When I shot that shockingly high score, I was simultaneously having the worst meltdown I’ve ever had on a golf course. But it was a blessing and it turns out there was a beautiful silver lining to this ugly gray cloud.
It forced me to look squarely into the eyes of a better mental game.
I read everything I could online about the mental game and vowed to commit to much more even keeled consistent routines out on the course.

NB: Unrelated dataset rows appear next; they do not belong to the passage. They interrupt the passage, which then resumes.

use std::collections::HashMap;

use async_trait::async_trait;
use time::OffsetDateTime;
use tokio::sync::RwLock;
use uuid::Uuid;

use super::model::{AssetRef, AssetSlot, NewUser, User};
use super::repo::{StoreError, UserStore};

/// Process-local store. Every mutation runs under one write lock, so the
/// uniqueness checks and the refresh-token compare-and-swap are atomic.
#[derive(Default)]
pub struct MemoryUserStore {
    users: RwLock<HashMap<Uuid, User>>,
}

impl MemoryUserStore {
    pub fn new() -> Self {
        Self::default()
    }

    pub async fn len(&self) -> usize {
        self.users.read().await.len()
    }
}

fn taken(
    users: &HashMap<Uuid, User>,
    skip: Option<Uuid>,
    username: Option<&str>,
    email: Option<&str>,
) -> bool {
    users.values().any(|u| {
        Some(u.id) != skip
            && (username.is_some_and(|n| u.username == n) || email.is_some_and(|e| u.email == e))
    })
}

#[async_trait]
impl UserStore for MemoryUserStore {
    async fn find_by_id(&self, id: Uuid) -> Result<Option<User>, StoreError> {
        Ok(self.users.read().await.get(&id).cloned())
    }

    async fn find_by_login(
        &self,
        username: Option<&str>,
        email: Option<&str>,
    ) -> Result<Option<User>, StoreError> {
        let users = self.users.read().await;
        Ok(users
            .values()
            .find(|u| {
                username.is_some_and(|n| u.username == n) || email.is_some_and(|e| u.email == e)
            })
            .cloned())
    }

    async fn exists(&self, username: &str, email: &str) -> Result<bool, StoreError> {
        let users = self.users.read().await;
        Ok(taken(&users, None, Some(username), Some(email)))
    }

    async fn create(&self, new_user: NewUser) -> Result<User, StoreError> {
        let mut users = self.users.write().await;
        if users.contains_key(&new_user.id)
            || taken(&users, None, Some(&new_user.username), Some(&new_user.email))
        {
            return Err(StoreError::Conflict);
        }
        let now = OffsetDateTime::now_utc();
        let user = User {
            id: new_user.id,
            username: new_user.username,
            email: new_user.email,
            full_name: new_user.full_name,
            password_hash: new_user.password_hash,
            avatar: new_user.avatar,
            cover: new_user.cover,
            refresh_token: None,
            created_at: now,
            updated_at: now,
        };
        users.insert(user.id, user.clone());
        Ok(user)
    }

    async fn set_refresh_token(&self, id: Uuid, token: Option<&str>) -> Result<bool, StoreError> {
        let mut users = self.users.write().await;
        let Some(user) = users.get_mut(&id) else {
            return Ok(false);
        };
        user.refresh_token = token.map(str::to_string);
        user.updated_at = OffsetDateTime::now_utc();
        Ok(true)
    }

    async fn rotate_refresh_token(
        &self,
        id: Uuid,
        expected: &str,
        next: &str,
    ) -> Result<bool, StoreError> {
        let mut users = self.users.write().await;
        match users.get_mut(&id) {
            Some(user) if user.refresh_token.as_deref() == Some(expected) => {
                user.refresh_token = Some(next.to_string());
                user.updated_at = OffsetDateTime::now_utc();
                Ok(true)
            }
            _ => Ok(false),
        }
    }

    async fn set_password_hash(
        &self,
        id: Uuid,
        password_hash: &str,
        revoke_session: bool,
    ) -> Result<bool, StoreError> {
        let mut users = self.users.write().await;
        let Some(user) = users.get_mut(&id) else {
            return Ok(false);
        };
        user.password_hash = password_hash.to_string();
        if revoke_session {
            user.refresh_token = None;
        }
        user.updated_at = OffsetDateTime::now_utc();
        Ok(true)
    }

    async fn update_account(
        &self,
        id: Uuid,
        full_name: &str,
        email: &str,
    ) -> Result<Option<User>, StoreError> {
        let mut users = self.users.write().await;
        if !users.contains_key(&id) {
            return Ok(None);
        }
        if taken(&users, Some(id), None, Some(email)) {
            return Err(StoreError::Conflict);
        }
        let Some(user) = users.get_mut(&id) else {
            return Ok(None);
        };
        user.full_name = full_name.to_string();
        user.email = email.to_string();
        user.updated_at = OffsetDateTime::now_utc();
        Ok(Some(user.clone()))
    }

    async fn set_asset(
        &self,
        id: Uuid,
        slot: AssetSlot,
        asset: &AssetRef,
    ) -> Result<Option<User>, StoreError> {
        let mut users = self.users.write().await;
        let Some(user) = users.get_mut(&id) else {
            return Ok(None);
        };
        match slot {
            AssetSlot::Avatar => user.avatar = asset.clone(),
            AssetSlot::Cover => user.cover = Some(asset.clone()),
        }
        user.updated_at = OffsetDateTime::now_utc();
        Ok(Some(user.clone()))
    }
}

#[cfg(test)]
mod tests {
    use super::*;

    fn new_user(username: &str, email: &str) -> NewUser {
        NewUser {
            id: Uuid::new_v4(),
            username: username.into(),
            email: email.into(),
            full_name: "Test User".into(),
            password_hash: "hash".into(),
            avatar: AssetRef {
                url: "https://fake.local/a.png".into(),
                object_id: Some("a.png".into()),
            },
            cover: None,
        }
    }

    #[tokio::test]
    async fn create_rejects_duplicate_username_or_email() {
        let store = MemoryUserStore::new();
        store.create(new_user("alice", "a@x.com")).await.unwrap();
        assert!(matches!(
            store.create(new_user("alice", "other@x.com")).await,
            Err(StoreError::Conflict)
        ));
        assert!(matches!(
            store.create(new_user("other", "a@x.com")).await,
            Err(StoreError::Conflict)
        ));
        assert_eq!(store.len().await, 1);
    }

    #[tokio::test]
    async fn rotate_is_compare_and_swap() {
        let store = MemoryUserStore::new();
        let user = store.create(new_user("alice", "a@x.com")).await.unwrap();
        assert!(store.set_refresh_token(user.id, Some("t1")).await.unwrap());

        assert!(store.rotate_refresh_token(user.id, "t1", "t2").await.unwrap());
        assert!(!store.rotate_refresh_token(user.id, "t1", "t3").await.unwrap());

        let stored = store.find_by_id(user.id).await.unwrap().unwrap();
        assert_eq!(stored.refresh_token.as_deref(), Some("t2"));
    }

    #[tokio::test]
    async fn rotate_fails_after_clear() {
        let store = MemoryUserStore::new();
        let user = store.create(new_user("alice", "a@x.com")).await.unwrap();
        store.set_refresh_token(user.id, Some("t1")).await.unwrap();
        store.set_refresh_token(user.id, None).await.unwrap();
        assert!(!store.rotate_refresh_token(user.id, "t1", "t2").await.unwrap());
    }

    #[tokio::test]
    async fn find_by_login_matches_either_identifier() {
        let store = MemoryUserStore::new();
        let user = store.create(new_user("alice", "a@x.com")).await.unwrap();
        let by_name = store.find_by_login(Some("alice"), None).await.unwrap().unwrap();
        let by_mail = store.find_by_login(None, Some("a@x.com")).await.unwrap().unwrap();
        assert_eq!(by_name.id, user.id);
        assert_eq!(by_mail.id, user.id);
        assert!(store.find_by_login(None, None).await.unwrap().is_none());
    }

    #[tokio::test]
    async fn update_account_rejects_taken_email() {
        let store = MemoryUserStore::new();
        let alice = store.create(new_user("alice", "a@x.com")).await.unwrap();
        store.create(new_user("bob", "b@x.com")).await.unwrap();
        assert!(matches!(
            store.update_account(alice.id, "Alice", "b@x.com").await,
            Err(StoreError::Conflict)
        ));
        let updated = store
            .update_account(alice.id, "Alice B", "a@x.com")
            .await
            .unwrap()
            .unwrap();
        assert_eq!(updated.full_name, "Alice B");
    }
}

Here are some gems:
1. Line up the shot every time.
2. Keep the same order in the pre-shot routine.
3. Stay in the moment.
4. Don’t celebrate a good shot.
5. Don’t berate myself for a bad one.
6. Don’t think swing mechanics while playing.
7. Visualize every ball flight.
8. After my turn, think on to the next shot.
9. Write the number down but don’t start adding things up.
10. Be confident that my body knows what to do.
11. Take great care with all putts. No gimmes.
12. Stay even keeled throughout the round.
13. Effectively manage all parts of my game.
14. Accept the outcome of every shot.
And for the first time, I tried humming a single note when I address the ball and it really helped drown out my noisy, active mind.
I think I’ll do this stuff – all of it.
I am still making stupid mistakes that cause fat, offline and sculled shots, but I get a few really good ones in too – and I realize that as long as my body continues to know what to do in practice, it will eventually remember what to do in play. It’s all in my head! There is no other explanation. A really good example: if I hit a bad pitch, say, scull it over the green, I hit a second one perfectly that rolls to five feet from the pin – nearly every time! What does that tell me? The six inches between my ears is in the way.
I’m organizing my bag the same way every time and keeping my club faces clean. My whole attitude is changing. I will continue to practice my beautiful shots and trust that my body knows what to do.
I went out the next day for a quick nine with my husband and easily shaved off the extra strokes from the day before – all due to my diligence with the mental side of the game. It was the only thing I changed.
I’m determined as ever to become a better golfer. Since I started lessons, yesterday was the first time I started to see the possibility of it really happening. All because I got my emotions in check and took seriously what I’ve heard about for years.
Keep your cool. Stick to your routines no matter what.